→ TASK DESCRIPTION
Search the material for the word "async" and copy every line in which it occurs.

→ MATERIAL SHOWN
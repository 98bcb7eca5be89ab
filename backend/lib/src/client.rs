//! HTTP client for a running guard
//!
//! Performs the login handshake on behalf of a wallet and presents the
//! resulting token, the same way a relying service or end user would.

use reqwest::{Client, Response, StatusCode};
use serde::de::DeserializeOwned;
use tracing::debug;

use crate::{
    auth::{AuthError, Wallet},
    constants::api::{
        CHALLENGE_ENDPOINT, HEALTH_ENDPOINT, PROTECTED_ENDPOINT, TOKEN_VERIFY_ENDPOINT,
        VERIFY_ENDPOINT,
    },
    models::auth::{
        AuthenticationResult, ChallengeRequest, ChallengeResponse, ProtectedResponse,
        SignedMessage,
    },
};

#[derive(Debug, thiserror::Error)]
pub enum ClientError {
    #[error("Request failed: {0}")]
    Http(#[from] reqwest::Error),

    /// The guard answered with an error status
    #[error("Guard rejected the request ({status}): {message}")]
    Rejected { status: StatusCode, message: String },

    #[error("Guard response is missing the token")]
    MissingToken,

    #[error(transparent)]
    Signing(#[from] AuthError),
}

#[derive(Debug, Clone)]
pub struct GuardClient {
    base_url: String,
    http: Client,
}

impl GuardClient {
    pub fn new(base_url: impl Into<String>) -> Self {
        Self::with_client(base_url, Client::new())
    }

    pub fn with_client(base_url: impl Into<String>, http: Client) -> Self {
        let base_url = base_url.into().trim_end_matches('/').to_string();
        Self { base_url, http }
    }

    pub fn base_url(&self) -> &str {
        &self.base_url
    }

    fn url(&self, path: &str) -> String {
        format!("{}{path}", self.base_url)
    }

    /// Whether the guard answers its health endpoint
    pub async fn is_healthy(&self) -> bool {
        matches!(
            self.http.get(self.url(HEALTH_ENDPOINT)).send().await,
            Ok(response) if response.status().is_success()
        )
    }

    pub async fn request_challenge(&self, address: &str) -> Result<String, ClientError> {
        let response = self
            .http
            .post(self.url(CHALLENGE_ENDPOINT))
            .json(&ChallengeRequest {
                address: address.to_string(),
            })
            .send()
            .await?;

        let challenge: ChallengeResponse = parse(response).await?;
        Ok(challenge.message)
    }

    pub async fn submit_signature(
        &self,
        message: &str,
        signature: &str,
    ) -> Result<AuthenticationResult, ClientError> {
        let response = self
            .http
            .post(self.url(VERIFY_ENDPOINT))
            .json(&SignedMessage {
                message: message.to_string(),
                signature: signature.to_string(),
            })
            .send()
            .await?;

        parse(response).await
    }

    /// Ask the guard whether `token` is valid and its holder registered
    pub async fn verify_token(&self, token: &str) -> Result<AuthenticationResult, ClientError> {
        let response = self
            .http
            .get(self.url(&format!("{TOKEN_VERIFY_ENDPOINT}/{token}")))
            .send()
            .await?;

        parse(response).await
    }

    /// Full handshake for `wallet`, returning the issued token
    pub async fn authenticate(&self, wallet: &Wallet) -> Result<String, ClientError> {
        let address = wallet.address();
        debug!(target: "guard_client::authenticate", address = %address, "Requesting challenge");

        let message = self.request_challenge(&address.to_string()).await?;
        let signature = wallet.sign_hex(message.as_bytes())?;

        self.submit_signature(&message, &signature)
            .await?
            .token
            .ok_or(ClientError::MissingToken)
    }

    pub async fn fetch_protected(&self, token: &str) -> Result<ProtectedResponse, ClientError> {
        let response = self
            .http
            .get(self.url(PROTECTED_ENDPOINT))
            .bearer_auth(token)
            .send()
            .await?;

        parse(response).await
    }
}

/// Decode a success body, or turn the guard's `{error}` body into [`ClientError::Rejected`]
async fn parse<T: DeserializeOwned>(response: Response) -> Result<T, ClientError> {
    let status = response.status();
    if status.is_success() {
        return Ok(response.json().await?);
    }

    let body: serde_json::Value = response.json().await.unwrap_or_default();
    let message = body["error"]
        .as_str()
        .unwrap_or("no error message")
        .to_string();

    Err(ClientError::Rejected { status, message })
}
#[cfg(test)]
mod tests {
    use super::*;

    const AUDIENCE: &str = "a.example";

    fn issuer() -> TokenIssuer {
        TokenIssuer::new(Wallet::random(), Duration::hours(3))
    }

    fn claims_for(subject: &Wallet, nbf: i64, exp: i64) -> TokenClaims {
        TokenClaims {
            sub: subject.address().to_string(),
            aud: AUDIENCE.to_string(),
            iss: String::new(),
            nbf,
            exp,
            iat: nbf,
            jti: generate_nonce(),
        }
    }

    fn segments(token: &str) -> Vec<String> {
        token.split('.').map(str::to_string).collect()
    }

    fn payload_of(token: &str) -> TokenClaims {
        let payload = SEGMENT_ENGINE.decode(&segments(token)[1]).unwrap();
        serde_json::from_slice(&payload).unwrap()
    }

    fn with_payload(token: &str, claims: &TokenClaims) -> String {
        let mut parts = segments(token);
        parts[1] = SEGMENT_ENGINE.encode(serde_json::to_vec(claims).unwrap());
        parts.join(".")
    }

    #[test]
    fn issued_token_verifies_to_subject() {
        let issuer = issuer();
        let subject = Wallet::random();

        let token = issuer
            .issue(&subject.address().to_string(), AUDIENCE)
            .unwrap();

        assert_eq!(
            TokenVerifier::verify(&token, AUDIENCE).unwrap(),
            subject.address()
        );
    }

    #[test]
    fn issued_token_shape() {
        let issuer = issuer();
        let subject = Wallet::random();
        let token = issuer
            .issue(&subject.address().to_string().to_lowercase(), AUDIENCE)
            .unwrap();

        let parts = segments(&token);
        assert_eq!(parts.len(), 3);
        assert!(parts.iter().all(|part| !part.contains('=')));

        let header: TokenHeader =
            serde_json::from_slice(&SEGMENT_ENGINE.decode(&parts[0]).unwrap()).unwrap();
        assert_eq!(header, TokenHeader::default());

        let claims = payload_of(&token);
        assert_eq!(claims.iss, issuer.address().to_checksum(None));
        assert_eq!(claims.sub, subject.address().to_checksum(None));
        assert_eq!(claims.nbf, claims.iat);
        assert_eq!(claims.exp - claims.iat, 3 * 3600);
        assert!(!claims.jti.is_empty());

        let decoded = DecodedToken::decode(&token).unwrap();
        assert_eq!(decoded.signer().unwrap(), issuer.address());
    }

    #[test]
    fn canonical_serialization() {
        let claims = TokenClaims {
            sub: "0xf39Fd6e51aad88F6F4ce6aB8827279cffFb92266".to_string(),
            aud: "a.example".to_string(),
            iss: "0x70997970C51812dc3A010C7d01b50e0d17dc79C8".to_string(),
            nbf: 1,
            exp: 3,
            iat: 2,
            jti: "nonce".to_string(),
        };

        assert_eq!(
            String::from_utf8(claims.to_canonical_bytes().unwrap()).unwrap(),
            r#"{"sub":"0xf39Fd6e51aad88F6F4ce6aB8827279cffFb92266","aud":"a.example","iss":"0x70997970C51812dc3A010C7d01b50e0d17dc79C8","nbf":1,"exp":3,"iat":2,"jti":"nonce"}"#
        );
    }

    #[test]
    fn create_rejects_bad_subject() {
        let result = TokenClaims::create("not an address", AUDIENCE, Utc::now(), Duration::hours(1));
        assert!(matches!(result, Err(AuthError::InvalidSubject(_))));

        assert!(matches!(
            issuer().issue("not an address", AUDIENCE),
            Err(AuthError::InvalidSubject(_))
        ));
    }

    #[test]
    fn create_rejects_out_of_range_lifetime() {
        let subject = Wallet::random().address().to_string();

        for ttl in [Duration::MAX, Duration::zero(), Duration::hours(-1)] {
            assert!(matches!(
                TokenClaims::create(&subject, AUDIENCE, Utc::now(), ttl),
                Err(AuthError::Signing(_))
            ));
        }

        let issuer = TokenIssuer::new(Wallet::random(), Duration::hours(3_000_000_000));
        assert!(matches!(
            issuer.issue(&subject, AUDIENCE),
            Err(AuthError::Signing(_))
        ));
    }

    #[test]
    fn tampered_payload_is_issuer_mismatch() {
        let issuer = issuer();
        let subject = Wallet::random();
        let token = issuer
            .issue(&subject.address().to_string(), AUDIENCE)
            .unwrap();

        let mut claims = payload_of(&token);
        claims.sub = Wallet::random().address().to_string();
        assert_eq!(
            TokenVerifier::verify(&with_payload(&token, &claims), AUDIENCE),
            Err(AuthError::IssuerMismatch)
        );

        let mut claims = payload_of(&token);
        claims.exp += 1;
        assert_eq!(
            TokenVerifier::verify(&with_payload(&token, &claims), AUDIENCE),
            Err(AuthError::IssuerMismatch)
        );
    }

    #[test]
    fn forged_issuer_is_rejected() {
        let legit = issuer();
        let forger = issuer();
        let subject = Wallet::random();

        // forger signs a payload claiming to come from the legit issuer
        let token = forger
            .issue(&subject.address().to_string(), AUDIENCE)
            .unwrap();
        let mut claims = payload_of(&token);
        claims.iss = legit.address().to_string();
        let payload = serde_json::to_vec(&claims).unwrap();
        let signature = forger.wallet.sign(&payload).unwrap();

        let mut parts = segments(&token);
        parts[1] = SEGMENT_ENGINE.encode(&payload);
        parts[2] = SEGMENT_ENGINE.encode(signature);

        assert_eq!(
            TokenVerifier::verify(&parts.join("."), AUDIENCE),
            Err(AuthError::IssuerMismatch)
        );
    }

    #[test]
    fn issuer_comparison_ignores_case() {
        let issuer = issuer();
        let subject = Wallet::random();
        let now = Utc::now().timestamp();

        // sign manually so `iss` stays lowercase in the signed bytes
        let mut claims = claims_for(&subject, now, now + 60);
        claims.iss = issuer.address().to_string().to_lowercase();
        let payload = serde_json::to_vec(&claims).unwrap();
        let signature = issuer.wallet.sign(&payload).unwrap();
        let token = format!(
            "{}.{}.{}",
            SEGMENT_ENGINE.encode(serde_json::to_vec(&TokenHeader::default()).unwrap()),
            SEGMENT_ENGINE.encode(&payload),
            SEGMENT_ENGINE.encode(signature)
        );

        assert_eq!(
            TokenVerifier::verify(&token, AUDIENCE).unwrap(),
            subject.address()
        );
    }

    #[test]
    fn expiry_boundary() {
        let issuer = issuer();
        let subject = Wallet::random();
        let now = Utc::now().timestamp();

        let expired = issuer.sign(claims_for(&subject, now - 3600, now - 1)).unwrap();
        assert_eq!(
            TokenVerifier::verify_at(&expired, AUDIENCE, now),
            Err(AuthError::TokenExpired)
        );

        let fresh = issuer.sign(claims_for(&subject, now - 3600, now + 1)).unwrap();
        assert_eq!(
            TokenVerifier::verify_at(&fresh, AUDIENCE, now).unwrap(),
            VerifiedToken {
                subject: subject.address(),
                issuer: issuer.address(),
            }
        );
    }

    #[test]
    fn not_before_boundary() {
        let issuer = issuer();
        let subject = Wallet::random();
        let now = Utc::now().timestamp();

        let early = issuer
            .sign(claims_for(&subject, now + 3600, now + 3 * 3600))
            .unwrap();
        assert_eq!(
            TokenVerifier::verify_at(&early, AUDIENCE, now),
            Err(AuthError::TokenNotYetValid)
        );
    }

    #[test]
    fn audience_enforced() {
        let issuer = issuer();
        let subject = Wallet::random();
        let token = issuer
            .issue(&subject.address().to_string(), "a.example")
            .unwrap();

        assert_eq!(
            TokenVerifier::verify(&token, "b.example"),
            Err(AuthError::AudienceMismatch)
        );
    }

    #[test]
    fn checks_run_in_order() {
        let issuer = issuer();
        let subject = Wallet::random();
        let now = Utc::now().timestamp();

        // not yet valid wins over a wrong audience
        let early = issuer
            .sign(claims_for(&subject, now + 3600, now + 7200))
            .unwrap();
        assert_eq!(
            TokenVerifier::verify_at(&early, "b.example", now),
            Err(AuthError::TokenNotYetValid)
        );

        // wrong audience wins over expiry
        let expired = issuer.sign(claims_for(&subject, now - 7200, now - 3600)).unwrap();
        assert_eq!(
            TokenVerifier::verify_at(&expired, "b.example", now),
            Err(AuthError::AudienceMismatch)
        );
    }

    #[test]
    fn bad_subject_is_last_check() {
        let issuer = issuer();
        let subject = Wallet::random();
        let now = Utc::now().timestamp();

        let mut claims = claims_for(&subject, now, now + 60);
        claims.sub = String::new();
        let token = issuer.sign(claims).unwrap();

        assert!(matches!(
            TokenVerifier::verify_at(&token, AUDIENCE, now),
            Err(AuthError::InvalidSubject(_))
        ));
    }

    #[test]
    fn malformed_tokens() {
        let issuer = issuer();
        let subject = Wallet::random();
        let token = issuer
            .issue(&subject.address().to_string(), AUDIENCE)
            .unwrap();
        let parts = segments(&token);

        let two_segments = format!("{}.{}", parts[0], parts[1]);
        let four_segments = format!("{token}.{}", parts[2]);
        let bad_base64 = format!("{}.!!!.{}", parts[0], parts[2]);
        let not_json = format!(
            "{}.{}.{}",
            parts[0],
            SEGMENT_ENGINE.encode("not json"),
            parts[2]
        );
        let unknown_field = {
            let mut claims = serde_json::to_value(payload_of(&token)).unwrap();
            claims["admin"] = serde_json::Value::Bool(true);
            format!(
                "{}.{}.{}",
                parts[0],
                SEGMENT_ENGINE.encode(claims.to_string()),
                parts[2]
            )
        };
        let short_signature = format!("{}.{}.{}", parts[0], parts[1], SEGMENT_ENGINE.encode([0u8; 10]));
        let wrong_header = format!(
            "{}.{}.{}",
            SEGMENT_ENGINE.encode(r#"{"alg":"HS256","typ":"JWT"}"#),
            parts[1],
            parts[2]
        );

        let tokens: [&str; 9] = [
            "bad",
            "",
            &two_segments,
            &four_segments,
            &bad_base64,
            &not_json,
            &unknown_field,
            &short_signature,
            &wrong_header,
        ];
        for bad in tokens {
            assert!(
                matches!(
                    TokenVerifier::verify(bad, AUDIENCE),
                    Err(AuthError::TokenMalformed(_))
                ),
                "{bad:?} should be malformed"
            );
        }
    }

    #[test]
    fn padded_segments_are_accepted() {
        let issuer = issuer();
        let subject = Wallet::random();
        let token = issuer
            .issue(&subject.address().to_string(), AUDIENCE)
            .unwrap();

        let padded = segments(&token)
            .into_iter()
            .map(|part| {
                let padding = (4 - part.len() % 4) % 4;
                format!("{part}{}", "=".repeat(padding))
            })
            .collect::<Vec<_>>()
            .join(".");

        assert_eq!(
            TokenVerifier::verify(&padded, AUDIENCE).unwrap(),
            subject.address()
        );
    }
}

→ EXERCISE SOLUTION
    pub async fn is_healthy(&self) -> bool {
    pub async fn request_challenge(&self, address: &str) -> Result<String, ClientError> {
    pub async fn submit_signature(
    pub async fn verify_token(&self, token: &str) -> Result<AuthenticationResult, ClientError> {
    pub async fn authenticate(&self, wallet: &Wallet) -> Result<String, ClientError> {
    pub async fn fetch_protected(&self, token: &str) -> Result<ProtectedResponse, ClientError> {
async fn parse<T: DeserializeOwned>(response: Response) -> Result<T, ClientError> {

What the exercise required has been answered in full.